The input ▸
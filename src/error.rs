//! Error types for the relay core.
//!
//! Every failure here is local: it is recovered at the component boundary
//! where it happens and never takes the process down. The bot layer keeps
//! using `anyhow` at its edges.

use thiserror::Error;

/// Failures while turning a clip into frames.
#[derive(Error, Debug)]
pub enum DecodeError {
    /// Container could not be recognised
    #[error("Formato de audio no reconocido: {0}")]
    Probe(String),

    /// Container has no decodable audio track
    #[error("El clip no contiene pista de audio")]
    NoAudioTrack,

    /// Codec not available in the registry
    #[error("Códec no soportado: {0}")]
    UnsupportedCodec(String),

    /// A packet failed to decode mid-stream
    #[error("Error decodificando paquete: {0}")]
    Packet(String),

    /// Sample-rate conversion failed
    #[error("Error de remuestreo: {0}")]
    Resample(String),

    /// Raw PCM stream ended inside a sample frame
    #[error("PCM truncado: sobran {0} bytes")]
    Truncated(usize),

    /// Invalid raw PCM parameters
    #[error("Parámetros PCM inválidos: {0}")]
    InvalidFormat(String),

    /// Background decode worker disappeared
    #[error("El decodificador en segundo plano terminó inesperadamente")]
    WorkerGone,
}

/// Failures reported by the speech synthesis service.
#[derive(Error, Debug)]
pub enum SynthesisError {
    #[error("Error HTTP con el motor de voz: {0}")]
    Http(#[from] reqwest::Error),

    #[error("El motor de voz respondió con estado {0}")]
    Status(u16),

    #[error("URL del motor de voz inválida: {0}")]
    Url(#[from] url::ParseError),

    /// Response body exceeded the clip size limit
    #[error("El clip sintetizado supera {0} bytes")]
    TooLarge(usize),

    /// The engine answered but produced no audio
    #[error("El motor de voz no devolvió audio")]
    Empty,
}

/// Failures handing a frame to the voice transport.
#[derive(Error, Debug, Clone, Copy, PartialEq, Eq)]
pub enum TransportError {
    /// Receiving side dropped (call closed)
    #[error("El transporte de voz está cerrado")]
    Closed,

    /// Transport buffer is full this tick
    #[error("El transporte de voz está saturado")]
    Backlogged,
}

/// Outcome taxonomy of one synthesis-to-playback hand-off.
#[derive(Error, Debug)]
pub enum RelayError {
    /// No audio was produced; reported to chat, queue unaffected
    #[error("Fallo de síntesis: {0}")]
    Synthesis(#[from] SynthesisError),

    /// Synthesised audio could not be loaded
    #[error("Fallo al cargar el audio: {0}")]
    Decode(#[from] DecodeError),

    /// Completion arrived after the session was destroyed
    #[error("La sesión de voz ya no existe")]
    StaleSession,

    /// Session exists but has no live voice connection
    #[error("No hay conexión de voz activa")]
    TransportUnavailable,

    /// Pending queue is at capacity and the policy dropped the clip
    #[error("La cola de lectura está llena (máximo {0})")]
    QueueFull(usize),
}
pub mod archive;
pub mod voicevox;

use async_trait::async_trait;
use bytes::Bytes;

use crate::error::SynthesisError;

pub use archive::ClipArchive;
pub use voicevox::VoicevoxClient;

/// Fuente de clips de voz a partir de texto
#[cfg_attr(test, mockall::automock)]
#[async_trait]
pub trait ClipSource: Send + Sync {
    /// Sintetiza `text` con la voz `speaker` y devuelve el audio completo.
    async fn synthesize(&self, speaker: u32, text: &str) -> Result<Bytes, SynthesisError>;

    /// Nombre para logs
    fn source_name(&self) -> &'static str;
}

/// Normaliza un mensaje antes de sintetizarlo.
///
/// Devuelve `None` para mensajes vacíos. Corta por caracteres, nunca a mitad
/// de un carácter UTF-8.
pub fn prepare_text(text: &str, max_chars: usize) -> Option<String> {
    let trimmed = text.trim();
    if trimmed.is_empty() || max_chars == 0 {
        return None;
    }

    match trimmed.char_indices().nth(max_chars) {
        Some((cut, _)) => Some(trimmed[..cut].trim_end().to_string()),
        None => Some(trimmed.to_string()),
    }
}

Task requirements ▸ What is the number of lines in the data that include the word "usize"? State only that number.

Reply ▸ 4